### How to complete this task
Wherever a line in the data holds the word "protocol", pull that line out.

### Saved entries
╭──

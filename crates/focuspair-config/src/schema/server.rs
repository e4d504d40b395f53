use std::path::PathBuf;

use serde::{Deserialize, Serialize};

/// Relay server configuration.
#[derive(Debug, Clone, PartialEq, Serialize, Deserialize)]
#[serde(default)]
pub struct ServerConfig {
    /// Address to bind on.
    pub bind: String,
    pub port: u16,
    /// Directory holding the browser bundle.
    pub public_dir: PathBuf,
    /// Directory served under `/assets`.
    pub assets_dir: PathBuf,
    /// Outbound queue depth per connection.
    pub channel_capacity: usize,
}

impl Default for ServerConfig {
    fn default() -> Self {
        Self {
            bind: "0.0.0.0".into(),
            port: 3000,
            public_dir: PathBuf::from("public"),
            assets_dir: PathBuf::from("assets"),
            channel_capacity: 64,
        }
    }
}

impl ServerConfig {
    pub fn listen_addr(&self) -> String {
        format!("{}:{}", self.bind, self.port)
    }
}
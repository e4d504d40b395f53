use std::time::Duration;

use serde::{Deserialize, Serialize};

/// Focus session behaviour shared by the browser bundle and terminal client.
#[derive(Debug, Clone, PartialEq, Serialize, Deserialize)]
#[serde(default)]
pub struct SessionConfig {
    /// Time that must pass before a break may be taken.
    pub break_threshold_secs: u64,
    /// Length of a break.
    pub break_duration_secs: u64,
    /// Ambient music volume, 0.0 to 1.0.
    pub ambient_volume: f32,
    /// Alarm file under the assets directory.
    pub alarm_sound: String,
    /// Ambient file under the assets directory.
    pub ambient_sound: String,
}

impl Default for SessionConfig {
    fn default() -> Self {
        Self {
            break_threshold_secs: 30 * 60,
            break_duration_secs: 10 * 60,
            ambient_volume: 0.2,
            alarm_sound: "boom.mp3".into(),
            ambient_sound: "theme.webm".into(),
        }
    }
}

impl SessionConfig {
    pub fn break_threshold(&self) -> Duration {
        Duration::from_secs(self.break_threshold_secs)
    }

    pub fn break_duration(&self) -> Duration {
        Duration::from_secs(self.break_duration_secs)
    }
}
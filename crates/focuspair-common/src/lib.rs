//! Types shared by the focuspair relay and its clients: the wire protocol,
//! identifiers, and error enums.

pub mod errors;
pub mod id;
pub mod protocol;

pub use errors::{ClientError, ConfigError, RelayError};
pub use id::{ConnectionId, RoomCode};
pub use protocol::{ClientMessage, ServerMessage};
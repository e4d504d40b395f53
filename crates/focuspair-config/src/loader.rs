//! TOML config file loading.

use std::path::Path;

use focuspair_common::ConfigError;
use tracing::info;

use crate::schema::FocusPairConfig;

/// File looked up in the working directory when no path is given.
pub const DEFAULT_CONFIG_FILE: &str = "focuspair.toml";

/// Load config from a specific TOML file path.
///
/// Missing fields fall back to serde defaults.
pub fn load_from_path(path: &Path) -> Result<FocusPairConfig, ConfigError> {
    if !path.exists() {
        return Err(ConfigError::FileNotFound(path.to_path_buf()));
    }

    let content = std::fs::read_to_string(path)
        .map_err(|e| ConfigError::ParseError(format!("failed to read {}: {e}", path.display())))?;

    let config = parse(&content)?;
    info!("loaded config from {}", path.display());
    Ok(config)
}

/// Load config from `path`, or return defaults when the file does not exist.
pub fn load_or_default(path: &Path) -> Result<FocusPairConfig, ConfigError> {
    match load_from_path(path) {
        Ok(config) => Ok(config),
        Err(ConfigError::FileNotFound(_)) => {
            info!("no config at {}, using defaults", path.display());
            Ok(FocusPairConfig::default())
        }
        Err(e) => Err(e),
    }
}

/// Parse a config from TOML text.
pub fn parse(content: &str) -> Result<FocusPairConfig, ConfigError> {
    toml::from_str(content).map_err(|e| ConfigError::ParseError(format!("failed to parse TOML: {e}")))
}
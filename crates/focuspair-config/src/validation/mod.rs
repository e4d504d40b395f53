//! Configuration validation.
//!
//! Each section has its own check; errors are collected into a single
//! `ConfigError`.

mod helpers;


use focuspair_common::ConfigError;

use crate::schema::FocusPairConfig;
use helpers::{validate_at_most, validate_nonzero, validate_range_f32};

/// Upper bound for session periods: one day.
pub const MAX_SESSION_PERIOD_SECS: u64 = 24 * 60 * 60;

/// Run all validations on a config, collecting all errors.
pub fn validate(config: &FocusPairConfig) -> Result<(), ConfigError> {
    let mut errors: Vec<String> = Vec::new();

    validate_server(&mut errors, config);
    validate_session(&mut errors, config);
    validate_client(&mut errors, config);

    if errors.is_empty() {
        Ok(())
    } else {
        Err(ConfigError::ValidationError(errors.join("; ")))
    }
}

fn validate_server(errors: &mut Vec<String>, config: &FocusPairConfig) {
    let server = &config.server;
    if server.bind.trim().is_empty() {
        errors.push("server.bind must not be empty".into());
    }
    validate_nonzero(errors, "server.channel_capacity", server.channel_capacity as u64);
}

fn validate_session(errors: &mut Vec<String>, config: &FocusPairConfig) {
    let session = &config.session;
    validate_nonzero(errors, "session.break_duration_secs", session.break_duration_secs);
    validate_at_most(
        errors,
        "session.break_duration_secs",
        session.break_duration_secs,
        MAX_SESSION_PERIOD_SECS,
    );
    validate_at_most(
        errors,
        "session.break_threshold_secs",
        session.break_threshold_secs,
        MAX_SESSION_PERIOD_SECS,
    );
    validate_range_f32(errors, "session.ambient_volume", session.ambient_volume, 0.0, 1.0);
}

fn validate_client(errors: &mut Vec<String>, config: &FocusPairConfig) {
    let client = &config.client;
    if !(client.server_url.starts_with("ws://") || client.server_url.starts_with("wss://")) {
        errors.push(format!(
            "client.server_url = {:?} must start with ws:// or wss://",
            client.server_url
        ));
    }
    validate_nonzero(errors, "client.connect_timeout_secs", client.connect_timeout_secs);
}
//! Optional rayon parallelism.
//!
//! Per-sample loops (depths, smoothing, grid statistics) are written once
//! against these macros. With the `parallel` feature they run on the rayon
//! thread pool; without it (e.g. on WASM) they fall back to plain iterators
//! with the same adapter chain.
//!
//! ```ignore
//! use crate::iter_maybe_parallel;
//!
//! let depths: Vec<f64> = iter_maybe_parallel!(0..n_samples)
//!     .map(|i| depth_of(i))
//!     .collect();
//! ```

/// Iterate an owned collection or range, in parallel when available.
#[macro_export]
macro_rules! iter_maybe_parallel {
    ($expr:expr) => {{
        #[cfg(feature = "parallel")]
        {
            use rayon::iter::IntoParallelIterator;

            IntoParallelIterator::into_par_iter($expr)
        }
        #[cfg(not(feature = "parallel"))]
        {
            IntoIterator::into_iter($expr)
        }
    }};
}

/// Iterate a slice by reference, in parallel when available.
#[macro_export]
macro_rules! slice_maybe_parallel {
    ($expr:expr) => {{
        #[cfg(feature = "parallel")]
        {
            use rayon::iter::IntoParallelRefIterator;

            $expr.par_iter()
        }
        #[cfg(not(feature = "parallel"))]
        {
            $expr.iter()
        }
    }};
}

pub use iter_maybe_parallel;
pub use slice_maybe_parallel;

#[cfg(test)]
mod tests {
    #[cfg(feature = "parallel")]
    use rayon::iter::ParallelIterator;

    #[test]
    fn test_range_iteration_preserves_order() {
        let squares: Vec<usize> = iter_maybe_parallel!(0..8usize).map(|i| i * i).collect();
        assert_eq!(squares, vec![0, 1, 4, 9, 16, 25, 36, 49]);
    }

    #[test]
    fn test_slice_iteration() {
        let values = vec![1.0, 2.0, 3.0];
        let doubled: Vec<f64> = slice_maybe_parallel!(values).map(|v| v * 2.0).collect();
        assert_eq!(doubled, vec![2.0, 4.0, 6.0]);
    }
}
//! Error types for functional data operations.
//!
//! Every fallible operation in the crate returns [`Result`], whose error side
//! distinguishes configuration problems from lifecycle violations (using an
//! estimator before fitting it) so callers can match on them.

/// Errors raised by representations, estimators and plots.
#[derive(Debug, Clone, PartialEq, thiserror::Error)]
pub enum FdaError {
    /// The inputs describe an invalid combination of domains, codomains,
    /// bases or parameters.
    #[error("Invalid configuration: {0}")]
    Configuration(String),

    /// A caller-provided array does not have the expected length or shape.
    #[error("Dimension mismatch in {what}: expected {expected}, found {found}")]
    DimensionMismatch {
        /// What was being checked
        what: &'static str,
        /// Expected size
        expected: usize,
        /// Actual size
        found: usize,
    },

    /// An estimator was used before `fit` was called.
    #[error(
        "This {estimator} instance is not fitted yet. Call 'fit' with appropriate arguments before using this estimator"
    )]
    NotFitted {
        /// Name of the estimator type
        estimator: &'static str,
    },

    /// A coordinate selection is empty, out of range or not a contiguous
    /// run of whole coordinates.
    #[error("Invalid coordinate selection: {0}")]
    InvalidCoordinate(String),

    /// The plotting backend failed to draw the figure.
    #[error("Failed to render figure: {0}")]
    Render(String),
}

impl FdaError {
    /// Shorthand for [`FdaError::Configuration`].
    pub(crate) fn config(msg: impl Into<String>) -> Self {
        FdaError::Configuration(msg.into())
    }
}

/// Result type for functional data operations
pub type Result<T> = std::result::Result<T, FdaError>;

╰──

### Problem solution
//! Types shared by the focuspair relay and its clients: the wire protocol,
pub mod protocol;
pub use protocol::{ClientMessage, ServerMessage};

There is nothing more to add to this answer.